[Opening TASK INPUT section]

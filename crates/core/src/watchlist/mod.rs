//! The persisted watched list.
//!
//! Every mutation is written back through the [`PersistentStore`] before the
//! call returns, so the stored slot always holds the latest list.

mod types;

pub use types::{WatchedItem, WatchedSummary};

use tracing::{debug, error, info};

use crate::metrics::WATCHLIST_SAVES;
use crate::store::PersistentStore;

/// Owns the watched list and its durability.
pub struct WatchlistController {
    store: PersistentStore,
    key: String,
    items: Vec<WatchedItem>,
}

impl WatchlistController {
    /// Load the list stored under `key` (empty when absent or unreadable).
    pub fn new(store: PersistentStore, key: impl Into<String>) -> Self {
        let key = key.into();
        let items: Vec<WatchedItem> = store.load(&key, Vec::new());
        info!(key = %key, count = items.len(), "Watched list loaded");
        Self { store, key, items }
    }

    /// Append an item. Ids are not deduplicated.
    pub fn add(&mut self, item: WatchedItem) {
        debug!(id = %item.id, rating = item.user_rating, "Adding watched item");
        self.items.push(item);
        self.persist();
    }

    /// Drop every item with `id`. Returns whether anything was removed.
    pub fn remove(&mut self, id: &str) -> bool {
        let before = self.items.len();
        self.items.retain(|item| item.id != id);
        if self.items.len() == before {
            return false;
        }
        debug!(id, "Removed watched item");
        self.persist();
        true
    }

    pub fn items(&self) -> &[WatchedItem] {
        &self.items
    }

    pub fn len(&self) -> usize {
        self.items.len()
    }

    pub fn is_empty(&self) -> bool {
        self.items.is_empty()
    }

    pub fn contains(&self, id: &str) -> bool {
        self.items.iter().any(|item| item.id == id)
    }

    /// The rating given the first time `id` was added.
    pub fn user_rating_for(&self, id: &str) -> Option<u8> {
        self.items
            .iter()
            .find(|item| item.id == id)
            .map(|item| item.user_rating)
    }

    pub fn summary(&self) -> WatchedSummary {
        WatchedSummary::from_items(&self.items)
    }

    fn persist(&self) {
        match self.store.save(&self.key, &self.items) {
            Ok(()) => {
                WATCHLIST_SAVES.with_label_values(&["success"]).inc();
            }
            Err(e) => {
                error!(key = %self.key, "Failed to save watched list: {}", e);
                WATCHLIST_SAVES.with_label_values(&["error"]).inc();
            }
        }
    }
}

[Closing TASK INPUT section]

* EXERCISE *
Search the entries for the word "types", then gather every line that has it.

* TASK SOLUTION *
mod types;
pub use types::{WatchedItem, WatchedSummary};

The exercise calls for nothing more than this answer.